### Your instructions
Give back, word for word, the lines in the listing below from the one holding "fn disable_writable(&mut self, _socket: &mut" down to the one holding "if let Some(token) = self.listener", both ends included.

================================

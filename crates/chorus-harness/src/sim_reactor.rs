//! Level-triggered reactor over the simulated network.
//!
//! `poll` never blocks and ignores its timeout. It reports every watched
//! handle that could make progress right now, in token order, and returns an
//! empty batch when the system is quiescent. That makes "run until idle" a well-defined stopping
//! point for tests.

use std::{
    collections::BTreeMap,
    io::{self, ErrorKind},
    time::Duration,
};

use chorus_core::{Reactor, Readiness, ShutdownHandle, Token};

use crate::{
    sim_network::{PipeId, SimNetwork},
    sim_transport::{SimListener, SimStream},
};

/// Watch state for one socket.
#[derive(Debug, Clone, Copy, PartialEq, Eq)]
pub struct Watch {
    /// Pipe behind the token
    pub pipe: PipeId,
    /// Read interest registered
    pub readable: bool,
    /// Write watching registered (possibly disabled)
    pub write_registered: bool,
    /// Write interest currently enabled
    pub write_enabled: bool,
}

/// Counters of reactor calls, for assertions.
#[derive(Debug, Clone, Copy, Default, PartialEq, Eq)]
pub struct ReactorStats {
    /// `enable_writable` calls that succeeded
    pub enables: usize,
    /// `disable_writable` calls that succeeded
    pub disables: usize,
    /// `cancel` calls that succeeded
    pub cancels: usize,
    /// `poll` calls
    pub polls: usize,
}

/// Deterministic [`Reactor`] for the simulated network.
#[derive(Debug)]
pub struct SimReactor {
    net: SimNetwork,
    listener: Option<Token>,
    watches: BTreeMap<Token, Watch>,
    stats: ReactorStats,
    shutdown: ShutdownHandle,
}

impl SimReactor {
    /// Reactor watching handles on `net`.
    pub fn new(net: &SimNetwork) -> Self {
        Self {
            net: net.clone(),
            listener: None,
            watches: BTreeMap::new(),
            stats: ReactorStats::default(),
            shutdown: ShutdownHandle::inert(),
        }
    }

    /// Watch state for a token. `None` once cancelled.
    pub fn watch(&self, token: Token) -> Option<Watch> {
        self.watches.get(&token).copied()
    }

    /// Whether writability is reported for `token`.
    pub fn write_enabled(&self, token: Token) -> bool {
        self.watches.get(&token).is_some_and(|w| w.write_enabled)
    }

    /// Number of watched sockets.
    pub fn watched_count(&self) -> usize {
        self.watches.len()
    }

    /// Whether the listener is registered.
    pub fn is_listening(&self) -> bool {
        self.listener.is_some()
    }

    /// Call counters.
    pub fn stats(&self) -> ReactorStats {
        self.stats
    }

    fn watch_mut(&mut self, token: Token) -> io::Result<&mut Watch> {
        self.watches.get_mut(&token).ok_or_else(|| io::Error::from(ErrorKind::NotFound))
    }
}

impl Reactor for SimReactor {
    type Listener = SimListener;
    type Socket = SimStream;

    fn register_listener(&mut self, _listener: &mut SimListener, token: Token) -> io::Result<()> {
        if self.listener.is_some() {
            return Err(ErrorKind::AlreadyExists.into());
        }
        self.listener = Some(token);
        Ok(())
    }

    fn deregister_listener(&mut self, _listener: &mut SimListener) -> io::Result<()> {
        self.listener.take().map(|_| ()).ok_or_else(|| ErrorKind::NotFound.into())
    }

    fn register_readable(&mut self, socket: &mut SimStream, token: Token) -> io::Result<()> {
        let watch = self.watches.entry(token).or_insert(Watch {
            pipe: socket.pipe_id(),
            readable: false,
            write_registered: false,
            write_enabled: false,
        });
        if watch.readable {
            return Err(ErrorKind::AlreadyExists.into());
        }
        watch.readable = true;
        Ok(())
    }

    fn register_writable(&mut self, socket: &mut SimStream, token: Token) -> io::Result<()> {
        let watch = self.watches.entry(token).or_insert(Watch {
            pipe: socket.pipe_id(),
            readable: false,
            write_registered: false,
            write_enabled: false,
        });
        if watch.write_registered {
            return Err(ErrorKind::AlreadyExists.into());
        }
        watch.write_registered = true;
        Ok(())
    }

    fn enable_writable(&mut self, socket: &mut SimStream, token: Token) -> io::Result<()> {
        let refused = self
            .net
            .state
            .borrow()
            .pipes
            .get(&socket.pipe_id())
            .is_some_and(|p| p.refuse_write_interest);
        if refused {
            return Err(ErrorKind::PermissionDenied.into());
        }

        let watch = self.watch_mut(token)?;
        if !watch.write_registered {
            return Err(ErrorKind::InvalidInput.into());
        }
        watch.write_enabled = true;
        self.stats.enables += 1;
        Ok(())
    }

    fn disable_writable(&mut self, _socket: &mut SimStream, token: Token) -> io::Result<()> {
        let watch = self.watch_mut(token)?;
        if !watch.write_registered {
            return Err(ErrorKind::InvalidInput.into());
        }
        watch.write_enabled = false;
        self.stats.disables += 1;
        Ok(())
    }

    fn cancel(&mut self, _socket: &mut SimStream, token: Token) -> io::Result<()> {
        self.watches.remove(&token).ok_or_else(|| io::Error::from(ErrorKind::NotFound))?;
        self.stats.cancels += 1;
        Ok(())
    }

    fn poll(&mut self, events: &mut Vec<Readiness>, _timeout: Option<Duration>) -> io::Result<()> {
        events.clear();
        self.stats.polls += 1;

        let state = self.net.state.borrow();

        if let Some(token) = self.listener
            && (!state.backlog.is_empty() || !state.accept_faults.is_empty())
        {
            events.push(Readiness::readable(token));
        }

        for (token, watch) in &self.watches {
            let Some(pipe) = state.pipes.get(&watch.pipe) else {
                continue;
            };
            let readable = watch.readable && pipe.readable();
            let writable = watch.write_enabled && pipe.writable();
            if readable || writable {
                events.push(Readiness { token: *token, readable, writable });
            }
        }

        Ok(())
    }

    fn shutdown_handle(&self) -> ShutdownHandle {
        self.shutdown.clone()
    }
}

#[cfg(test)]
mod tests {
    use chorus_core::Listener;

    use super::*;

    #[test]
    fn listener_readable_while_backlog_pending() {
        let net = SimNetwork::new();
        let mut reactor = SimReactor::new(&net);
        let mut listener = SimListener::new(&net);
        let mut events = Vec::new();

        reactor.register_listener(&mut listener, Token::LISTENER).unwrap();
        reactor.poll(&mut events, None).unwrap();
        assert!(events.is_empty());

        net.connect();
        reactor.poll(&mut events, None).unwrap();
        assert_eq!(events, vec![Readiness::readable(Token::LISTENER)]);
    }

    #[test]
    fn write_interest_starts_disabled() {
        let net = SimNetwork::new();
        let mut reactor = SimReactor::new(&net);
        net.connect();
        let (mut stream, _) = SimListener::new(&net).accept().unwrap();
        let token = Token(1);
        let mut events = Vec::new();

        reactor.register_readable(&mut stream, token).unwrap();
        reactor.register_writable(&mut stream, token).unwrap();
        reactor.poll(&mut events, None).unwrap();
        assert!(events.is_empty());

        reactor.enable_writable(&mut stream, token).unwrap();
        reactor.poll(&mut events, None).unwrap();
        assert_eq!(events, vec![Readiness::writable(token)]);

        reactor.disable_writable(&mut stream, token).unwrap();
        reactor.poll(&mut events, None).unwrap();
        assert!(events.is_empty());
    }

    #[test]
    fn cancel_silences_token() {
        let net = SimNetwork::new();
        let mut reactor = SimReactor::new(&net);
        let client = net.connect();
        let (mut stream, _) = SimListener::new(&net).accept().unwrap();
        let token = Token(1);
        let mut events = Vec::new();

        reactor.register_readable(&mut stream, token).unwrap();
        reactor.register_writable(&mut stream, token).unwrap();
        client.send(b"ping");

        reactor.cancel(&mut stream, token).unwrap();
        reactor.poll(&mut events, None).unwrap();

        assert!(events.is_empty());
        assert!(reactor.watch(token).is_none());
        assert!(reactor.cancel(&mut stream, token).is_err());
    }

    #[test]
    fn refused_write_interest() {
        let net = SimNetwork::new();
        let mut reactor = SimReactor::new(&net);
        let client = net.connect();
        let (mut stream, _) = SimListener::new(&net).accept().unwrap();
        let token = Token(1);

        reactor.register_writable(&mut stream, token).unwrap();
        client.refuse_write_interest();

        assert!(reactor.enable_writable(&mut stream, token).is_err());
        assert!(!reactor.write_enabled(token));
    }
}
//! Model world: the oracle for what every client should have received.
//!
//! The model knows nothing about sockets or readiness. It tracks who is
//! connected, whose writes are broken, and the exact byte transcript each
//! healthy client should end up with once the server goes idle.
//!
//! # Departures
//!
//! A client whose writes are broken stays connected until the server first
//! tries to flush something to it. Departures therefore happen in waves: the
//! broken clients that were just queued output leave in id order, each
//! departure notifies everyone remaining, and broken clients queued output
//! by those notices leave in the next wave.

use chorus_core::{ConnectionId, message};

use super::operation::{ClientIndex, Operation, OperationError, OperationResult};

/// Observable state for oracle comparison.
#[derive(Debug, Clone, PartialEq, Eq)]
pub struct ObservableState {
    /// Per-client connection status, in connection order.
    pub connected: Vec<bool>,
    /// Per-client bytes received, in connection order.
    pub transcripts: Vec<Vec<u8>>,
}

/// One client as the model sees it.
#[derive(Debug, Clone)]
struct ModelClient {
    id: ConnectionId,
    connected: bool,
    broken: bool,
    transcript: Vec<u8>,
}

/// Reference implementation of the broadcast server.
#[derive(Debug, Clone, Default)]
pub struct ModelWorld {
    /// Every client that ever connected, in connection order.
    clients: Vec<ModelClient>,
}

impl ModelWorld {
    /// Create an empty world.
    pub fn new() -> Self {
        Self::default()
    }

    /// Number of clients that ever connected.
    pub fn num_clients(&self) -> usize {
        self.clients.len()
    }

    /// Number of clients still connected.
    pub fn connected_count(&self) -> usize {
        self.clients.iter().filter(|c| c.connected).count()
    }

    /// Resolve an operation's client index to a live client.
    ///
    /// Shared with the real-system driver so both sides reject the same
    /// operations.
    pub fn resolve(&self, client: ClientIndex) -> Result<usize, OperationError> {
        if self.clients.is_empty() {
            return Err(OperationError::NoClients);
        }
        let index = usize::from(client) % self.clients.len();
        if self.clients[index].connected { Ok(index) } else { Err(OperationError::Departed) }
    }

    /// Apply an operation and return the result.
    pub fn apply(&mut self, op: &Operation) -> OperationResult {
        match op {
            Operation::Connect => {
                self.apply_connect();
                OperationResult::Ok
            },
            Operation::Send { client, content } => {
                let data = content.to_bytes();
                self.with_client(*client, |world, index| world.apply_send(index, &data))
            },
            Operation::Disconnect { client } | Operation::ResetRead { client } => {
                self.with_client(*client, Self::depart_and_settle)
            },
            Operation::BreakWrite { client, .. } => {
                self.with_client(*client, |world, index| world.clients[index].broken = true)
            },
        }
    }

    /// Extract observable state for comparison.
    pub fn observable_state(&self) -> ObservableState {
        ObservableState {
            connected: self.clients.iter().map(|c| c.connected).collect(),
            transcripts: self.clients.iter().map(|c| c.transcript.clone()).collect(),
        }
    }

    fn with_client(
        &mut self,
        client: ClientIndex,
        f: impl FnOnce(&mut Self, usize),
    ) -> OperationResult {
        match self.resolve(client) {
            Ok(index) => {
                f(self, index);
                OperationResult::Ok
            },
            Err(e) => OperationResult::Error(e),
        }
    }

    fn apply_connect(&mut self) {
        let id = ConnectionId::new(self.clients.len() as u64 + 1);
        let alone = self.connected_count() == 0;

        let client = ModelClient { id, connected: true, broken: false, transcript: Vec::new() };
        self.clients.push(client);

        let welcome = message::welcome(id, alone);
        let doomed = self.broadcast(None, welcome.as_bytes());
        self.settle(doomed);
    }

    fn apply_send(&mut self, index: usize, data: &[u8]) {
        if data.is_empty() {
            return;
        }
        let said = message::said(self.clients[index].id, data);
        let doomed = self.broadcast(Some(index), &said);
        self.settle(doomed);
    }

    fn depart_and_settle(&mut self, index: usize) {
        let doomed = self.depart(index);
        self.settle(doomed);
    }

    /// Remove a client and tell everyone remaining.
    fn depart(&mut self, index: usize) -> Vec<usize> {
        self.clients[index].connected = false;
        let left = message::left(self.clients[index].id);
        self.broadcast(Some(index), left.as_bytes())
    }

    /// Deliver `payload` to every connected client except `sender`.
    ///
    /// Returns the broken recipients, which will leave once the server tries
    /// to write to them.
    fn broadcast(&mut self, sender: Option<usize>, payload: &[u8]) -> Vec<usize> {
        let mut doomed = Vec::new();
        for (index, client) in self.clients.iter_mut().enumerate() {
            if !client.connected || Some(index) == sender {
                continue;
            }
            if client.broken {
                doomed.push(index);
            } else {
                client.transcript.extend_from_slice(payload);
            }
        }
        doomed
    }

    /// Process departure waves until no broken client has output queued.
    fn settle(&mut self, mut wave: Vec<usize>) {
        while !wave.is_empty() {
            wave.sort_unstable();
            wave.dedup();

            let mut next = Vec::new();
            for index in wave {
                if self.clients[index].connected {
                    next.extend(self.depart(index));
                }
            }
            wave = next;
        }
    }
}
// src/services/bascula_service.rs

use std::collections::BTreeMap;

use rust_decimal::Decimal;

use crate::{
    common::error::AppError,
    db::BasculaRepository,
    models::{
        bascula::{RegistroBascula, RendimientoProveedor, ResumenBascula, ResumenHojaVerde},
        filtros::{Comparativa, RangoComparativo, RangoFechas},
    },
};

// Cantidad de proveedores que muestra el ranking.
const TOPE_RANKING: usize = 10;

#[derive(Clone)]
pub struct BasculaService {
    repo: BasculaRepository,
}

impl BasculaService {
    pub fn new(repo: BasculaRepository) -> Self {
        Self { repo }
    }

    /// Ingreso de hoja verde por báscula, con comparativa contra la ventana
    /// anterior. Los registros de la ventana anterior no viajan al front.
    pub async fn hoja_verde(
        &self,
        rangos: &RangoComparativo,
        planta: Option<&str>,
    ) -> Result<Comparativa<ResumenHojaVerde>, AppError> {
        let registros_actual = self.repo.hoja_verde(&rangos.actual, planta);
        let registros_anterior = self.repo.hoja_verde(&rangos.anterior, planta);

        let actual = ResumenHojaVerde {
            total: suma_neto(&registros_actual),
            registros: registros_actual,
        };
        let anterior = ResumenHojaVerde {
            total: suma_neto(&registros_anterior),
            registros: Vec::new(),
        };

        let (total_actual, total_anterior) = (actual.total, anterior.total);
        Ok(Comparativa::nueva(
            actual,
            anterior,
            total_actual,
            total_anterior,
        ))
    }

    /// Desglose de todos los tickets de la ventana por proveedor y por
    /// producto, con filtros exactos opcionales sobre ambos.
    pub async fn resumen(
        &self,
        rango: &RangoFechas,
        planta: Option<&str>,
        producto: Option<&str>,
        proveedor: Option<&str>,
    ) -> Result<ResumenBascula, AppError> {
        let registros = self.repo.filtrados(rango, planta, producto, proveedor);

        let mut por_proveedor: BTreeMap<String, Decimal> = BTreeMap::new();
        let mut por_producto: BTreeMap<String, Decimal> = BTreeMap::new();
        for registro in &registros {
            *por_proveedor
                .entry(registro.proveedor.clone())
                .or_insert(Decimal::ZERO) += registro.neto;
            *por_producto
                .entry(registro.producto.clone())
                .or_insert(Decimal::ZERO) += registro.neto;
        }

        Ok(ResumenBascula {
            total: suma_neto(&registros),
            por_proveedor,
            por_producto,
            registros,
        })
    }

    /// Ranking de proveedores por kilos entregados en la ventana,
    /// descendente y cortado en los diez primeros.
    pub async fn rendimiento_proveedores(
        &self,
        rango: &RangoFechas,
        planta: Option<&str>,
    ) -> Result<Vec<RendimientoProveedor>, AppError> {
        let registros = self.repo.filtrados(rango, planta, None, None);

        let mut totales: BTreeMap<String, Decimal> = BTreeMap::new();
        for registro in &registros {
            *totales
                .entry(registro.proveedor.clone())
                .or_insert(Decimal::ZERO) += registro.neto;
        }

        let mut ranking: Vec<RendimientoProveedor> = totales
            .into_iter()
            .map(|(proveedor, total)| RendimientoProveedor { proveedor, total })
            .collect();
        ranking.sort_by(|a, b| b.total.cmp(&a.total));
        ranking.truncate(TOPE_RANKING);

        Ok(ranking)
    }
}

fn suma_neto(registros: &[RegistroBascula]) -> Decimal {
    registros.iter().map(|r| r.neto).sum()
}
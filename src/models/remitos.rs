// src/models/remitos.rs

use chrono::NaiveDateTime;
use rust_decimal::Decimal;
use serde::{Deserialize, Serialize};
use utoipa::ToSchema;

// --- 1. Remitos en tránsito (REMITOSHISTORICOS) ---

#[derive(Debug, Clone, Copy, PartialEq, Eq, Serialize, Deserialize, ToSchema)]
#[serde(rename_all = "UPPERCASE")]
pub enum EstadoRemito {
    Activo,
    Aceptado,
}

#[derive(Debug, Clone, PartialEq, Serialize, Deserialize, ToSchema)]
pub struct Remito {
    #[serde(rename = "ID")]
    pub id: i64,
    // El origen guarda esta fecha en epoch ms.
    #[serde(rename = "FECHAINICIO", with = "chrono::naive::serde::ts_milliseconds")]
    #[schema(value_type = i64)]
    pub fecha_inicio: NaiveDateTime,
    #[serde(rename = "ORIGEN")]
    pub origen: String,
    #[serde(rename = "DESTINO")]
    pub destino: String,
    #[serde(rename = "ESTADO")]
    pub estado: EstadoRemito,
    #[serde(rename = "BOLSON_ID")]
    pub bolson_id: String,
    #[serde(rename = "STORE")]
    pub planta: String,
    #[serde(rename = "PUESTO")]
    pub puesto: String,
}

// --- 2. Agregado ---
#[derive(Debug, Clone, Serialize, ToSchema)]
#[serde(rename_all = "camelCase")]
pub struct ResumenTransito {
    pub activos: u64,
    pub total_kg: Decimal,
    pub registros: Vec<Remito>,
}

================================

### Solved exercise
    fn disable_writable(&mut self, _socket: &mut SimStream, token: Token) -> io::Result<()> {
        let watch = self.watch_mut(token)?;
        if !watch.write_registered {
            return Err(ErrorKind::InvalidInput.into());
        }
        watch.write_enabled = false;
        self.stats.disables += 1;
        Ok(())
    }

    fn cancel(&mut self, _socket: &mut SimStream, token: Token) -> io::Result<()> {
        self.watches.remove(&token).ok_or_else(|| io::Error::from(ErrorKind::NotFound))?;
        self.stats.cancels += 1;
        Ok(())
    }

    fn poll(&mut self, events: &mut Vec<Readiness>, _timeout: Option<Duration>) -> io::Result<()> {
        events.clear();
        self.stats.polls += 1;

        let state = self.net.state.borrow();

        if let Some(token) = self.listener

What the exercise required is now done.